New Survey Finds European Crypto Investors are still rising. What’s pushing them?

Paigambar Mohan Raj
Source: Pexels

According to a new survey for the financial stability review by the European Central Bank (ECB), one in every ten households, in the six Euro zones selected for the poll, held crypto. The research shows that while the wealthiest are the most likely to possess crypto assets, poorer households are not far behind.

The countries that were considered for the poll were Belgium, France, Germany, Italy, the Netherlands, and Spain. The Netherlands had the highest percentage of crypto owners (14%) among the six Eurozone countries, while France had the least with only 6%.

Findings of the report

The majority of cryptocurrency owners reported having less than €5,000 in digital assets, with a slight preference for lower holdings (below €1,000).
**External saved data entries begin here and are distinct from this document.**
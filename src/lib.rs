//! Library for `ops2deb`: turns a YAML blueprint catalogue into Debian
//! source packages (and, optionally, built `.deb` archives).
//!
//! The binary crate (`src/bin/ops2deb`) is a thin CLI shell over the
//! operations exposed here; this library is also what its tests exercise
//! directly.

pub mod apt;
pub mod archive;
pub mod blueprint;
pub mod builder;
pub mod config;
pub mod delta;
pub mod error;
pub mod fetch;
pub mod formatter;
pub mod fs;
pub mod generator;
pub mod lockfile;
pub mod materialiser;
pub mod progress;
pub mod settings;
pub mod template;
pub mod templates;
pub mod updater;
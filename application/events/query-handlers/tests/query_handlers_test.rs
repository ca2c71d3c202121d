use std::{sync::Arc, time::Duration};

use events_errors::EventError;
use events_models::Snapshot;
use events_queries::{GetEventsByVenueQuery, GetVenueByEventQuery};
use events_query_handlers::{
    DataProvider, GetEventsByVenueQueryHandler, GetVenueByEventQueryHandler,
    ListEventsQueryHandler, ListVenuesQueryHandler, RetryPolicy,
};
use events_source::{HttpFetcher, SourceConfig};
use memory_cache::Memory;
use serde_json::json;
use test_utils::*;

fn provider_for(server: &TestSourceServer) -> DataProvider {
    init_test_tracing();
    let config = SourceConfig::new(server.data_url(), server.schema_url());
    DataProvider::new(
        Arc::new(HttpFetcher::new(config).unwrap()),
        Arc::new(Memory::<Arc<Snapshot>>::default()),
        RetryPolicy::new(3, Duration::from_millis(1)),
    )
}

#[tokio::test]
async fn test_list_events_returns_all_events() {
    let server = TestSourceServer::with_fixtures().await;
    let handler = ListEventsQueryHandler::new(provider_for(&server));

    let events = handler.execute().await;

    assert!(!events.is_empty());
    assert_eq!(events, fixture_snapshot().events);
}

#[tokio::test]
async fn test_list_venues_returns_all_venues() {
    let server = TestSourceServer::with_fixtures().await;
    let handler = ListVenuesQueryHandler::new(provider_for(&server));

    let venues = handler.execute().await;

    assert_eq!(venues.len(), 4);
    assert!(venues.contains(&observatory()));
}

#[tokio::test]
async fn test_events_by_venue() {
    let server = TestSourceServer::with_fixtures().await;
    let handler = GetEventsByVenueQueryHandler::new(provider_for(&server));

    let events = handler
        .execute(GetEventsByVenueQuery { venue_id: 919 })
        .await;
    let ids: Vec<i64> = events.iter().map(|event| event.id).collect();

    assert_eq!(ids, vec![10033, 10041]);
    assert!(events.iter().all(|event| event.venue_id == 919));
}

#[tokio::test]
async fn test_events_by_unknown_venue_is_empty() {
    let server = TestSourceServer::with_fixtures().await;
    let handler = GetEventsByVenueQueryHandler::new(provider_for(&server));

    let events = handler
        .execute(GetEventsByVenueQuery { venue_id: 12345 })
        .await;

    assert!(events.is_empty());
}

#[tokio::test]
async fn test_venue_for_known_event() {
    let server = TestSourceServer::with_fixtures().await;
    let handler = GetVenueByEventQueryHandler::new(provider_for(&server));

    let venue = handler
        .execute(GetVenueByEventQuery { event_id: 10033 })
        .await
        .unwrap();

    assert_eq!(venue.id, 919);
    assert_eq!(venue.name, "The TEG Observatory");
    assert_eq!(venue.capacity, 150);
    assert_eq!(venue.location, "Auckland, New Zealand");
}

#[tokio::test]
async fn test_venue_for_unknown_event() {
    let server = TestSourceServer::with_fixtures().await;
    let handler = GetVenueByEventQueryHandler::new(provider_for(&server));

    let result = handler.execute(GetVenueByEventQuery { event_id: 100 }).await;

    match result {
        Err(EventError::EventNotFound { event_id }) => assert_eq!(event_id, 100),
        other => panic!("Expected EventNotFound, got {other:?}"),
    }
}

#[tokio::test]
async fn test_venue_for_event_takes_first_matches() {
    let server = TestSourceServer::start().await;
    let venue = |id: i64, name: &str| {
        json!({
            "id": id,
            "name": name,
            "capacity": 10,
            "location": "Auckland, New Zealand"
        })
    };
    server
        .serve(
            &json!({
                "events": [
                    { "id": 1, "venueId": 10 },
                    { "id": 1, "venueId": 20 }
                ],
                "venues": [
                    venue(20, "Arena"),
                    venue(10, "Hall"),
                    venue(10, "Shadow")
                ]
            }),
            &json!({ "type": "object" }),
        )
        .await;
    let handler = GetVenueByEventQueryHandler::new(provider_for(&server));

    let found = handler
        .execute(GetVenueByEventQuery { event_id: 1 })
        .await
        .unwrap();

    assert_eq!(found.id, 10);
    assert_eq!(found.name, "Hall");
}

#[tokio::test]
async fn test_venue_for_event_with_dangling_venue() {
    let server = TestSourceServer::start().await;
    server
        .serve(
            &json!({
                "events": [{ "id": 7, "venueId": 404 }],
                "venues": []
            }),
            &json!({ "type": "object" }),
        )
        .await;
    let handler = GetVenueByEventQueryHandler::new(provider_for(&server));

    let result = handler.execute(GetVenueByEventQuery { event_id: 7 }).await;

    assert!(matches!(
        result,
        Err(EventError::VenueNotFound { event_id: 7 })
    ));
}

#[tokio::test]
async fn test_handlers_share_cache_through_provider() {
    let server = TestSourceServer::with_fixtures().await;
    let provider = provider_for(&server);
    let events = ListEventsQueryHandler::new(provider.clone());
    let venues = GetVenueByEventQueryHandler::new(provider);

    assert_eq!(events.execute().await.len(), 6);

    server.reset().await;
    server.serve_status(DATA_PATH, 500).await;
    server.serve_status(SCHEMA_PATH, 500).await;

    let venue = venues
        .execute(GetVenueByEventQuery { event_id: 10033 })
        .await
        .unwrap();
    assert_eq!(venue, observatory());
    assert_eq!(server.requests_to(DATA_PATH).await, 4);
}

#[tokio::test]
async fn test_transient_errors_are_retried() {
    let server = TestSourceServer::start().await;
    server.fail_first(DATA_PATH, 503, 2).await;
    server.serve(&event_data(), &event_schema()).await;
    let handler = ListVenuesQueryHandler::new(provider_for(&server));

    let venues = handler.execute().await;

    assert_eq!(venues, fixture_snapshot().venues);
    assert_eq!(server.requests_to(DATA_PATH).await, 3);
}

#[tokio::test]
async fn test_cold_start_with_source_down_is_empty() {
    let server = TestSourceServer::start().await;
    server.serve_status(DATA_PATH, 500).await;
    server.serve_status(SCHEMA_PATH, 500).await;
    let provider = provider_for(&server);

    assert!(ListEventsQueryHandler::new(provider.clone()).execute().await.is_empty());
    assert!(ListVenuesQueryHandler::new(provider).execute().await.is_empty());
}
On the other hand, around 6% of crypto-asset owners acknowledged that they had more than €30,000 in crypto-assets.

The trend is broadly U-shaped when looking at the respondents’ income quintiles: the greater a household’s income, the more probable it is to have crypto-assets, with lower-income households being more likely to possess cryptocurrencies than middle-income households.
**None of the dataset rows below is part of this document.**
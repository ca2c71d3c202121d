pub mod memory;
pub mod r#trait;

pub use memory::Memory;
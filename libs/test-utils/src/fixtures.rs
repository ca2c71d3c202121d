use events_models::{Event, Snapshot, Venue};
use serde_json::Value;

const EVENT_DATA: &str = include_str!("../fixtures/event-data.json");
const EVENT_SCHEMA: &str = include_str!("../fixtures/event-data.schema.json");

/// Well-formed data document with six events across four venues.
pub fn event_data() -> Value {
    serde_json::from_str(EVENT_DATA).expect("fixture data is valid JSON")
}

/// Schema the fixture data conforms to.
pub fn event_schema() -> Value {
    serde_json::from_str(EVENT_SCHEMA).expect("fixture schema is valid JSON")
}

/// Data document that breaks the fixture schema in two places.
pub fn invalid_event_data() -> Value {
    serde_json::json!({
        "events": [
            { "id": "10033", "name": "Bad id", "startDate": "2024-05-04", "venueId": 919 }
        ],
        "venues": [
            { "id": 919, "name": "The TEG Observatory", "capacity": "150", "location": "Auckland, New Zealand" }
        ]
    })
}

pub fn observatory() -> Venue {
    Venue::builder()
        .id(919)
        .name("The TEG Observatory")
        .capacity(150)
        .location("Auckland, New Zealand")
        .build()
}

/// The fixture document parsed, for comparisons against provider output.
pub fn fixture_snapshot() -> Snapshot {
    let data = event_data();
    let events: Vec<Event> = serde_json::from_value(data["events"].clone())
        .expect("fixture events parse");
    let venues: Vec<Venue> = serde_json::from_value(data["venues"].clone())
        .expect("fixture venues parse");
    Snapshot::new(events, venues)
}

/// A small snapshot unrelated to the fixture document.
pub fn alternate_snapshot() -> Snapshot {
    Snapshot::new(
        vec![Event::builder().id(1).venue_id(2).build()],
        vec![
            Venue::builder()
                .id(2)
                .name("Town Hall")
                .capacity(1500)
                .location("Wellington, New Zealand")
                .build(),
        ],
    )
}
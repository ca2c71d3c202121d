pub mod fixtures;
pub mod source_server;

pub use fixtures::*;
pub use source_server::{DATA_PATH, SCHEMA_PATH, TestSourceServer};

/// Install a test-friendly tracing subscriber. Safe to call from every test.
pub fn init_test_tracing() {
    let _ = tracing_subscriber::fmt()
        .with_env_filter(tracing_subscriber::EnvFilter::new(
            std::env::var("RUST_LOG").unwrap_or_else(|_| "warn".into()),
        ))
        .with_test_writer()
        .try_init();
}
This fact leads to the speculation that middle-income households are more reluctant to put their capital into risky assets.

Source: European Central Bank

In the nations questioned, young adult men and those with higher education were more inclined to invest in crypto-assets. Respondents who scored at the top or bottom of the financial literacy scale were much more likely to own crypto-assets. It can be speculated that people with more knowledge, and people with little knowledge, were more open to digital investments, rather than those who had a middle ground awareness regarding the same.

European crypto investors on the rise

Fidelity Digital Assets, a custody and execution services provider, found that 56% of European institutional investors had some degree of exposure to digital assets, up from 45% in 2020, with their intention to invest likewise growing upwards.

Since July 20, 2021, German institutional investment funds have been permitted to invest up to 20% of their assets in cryptocurrency. This is supported even further by the growing availability of crypto-based derivatives and securities on regulated exchanges, such as futures, exchange-traded notes, exchange-traded funds, and OTC-traded trusts, which have grown in popularity in Europe in recent years.

According to European regulatory agencies, which recently renewed their warning, crypto-assets are very risky and speculative. Increased financial institution engagement might accelerate the rise of crypto-assets and put financial stability at risk, as per the ECB’s report. Although EU regulation to reduce the dangers presented by crypto-assets has been proposed, no consensus has yet been reached.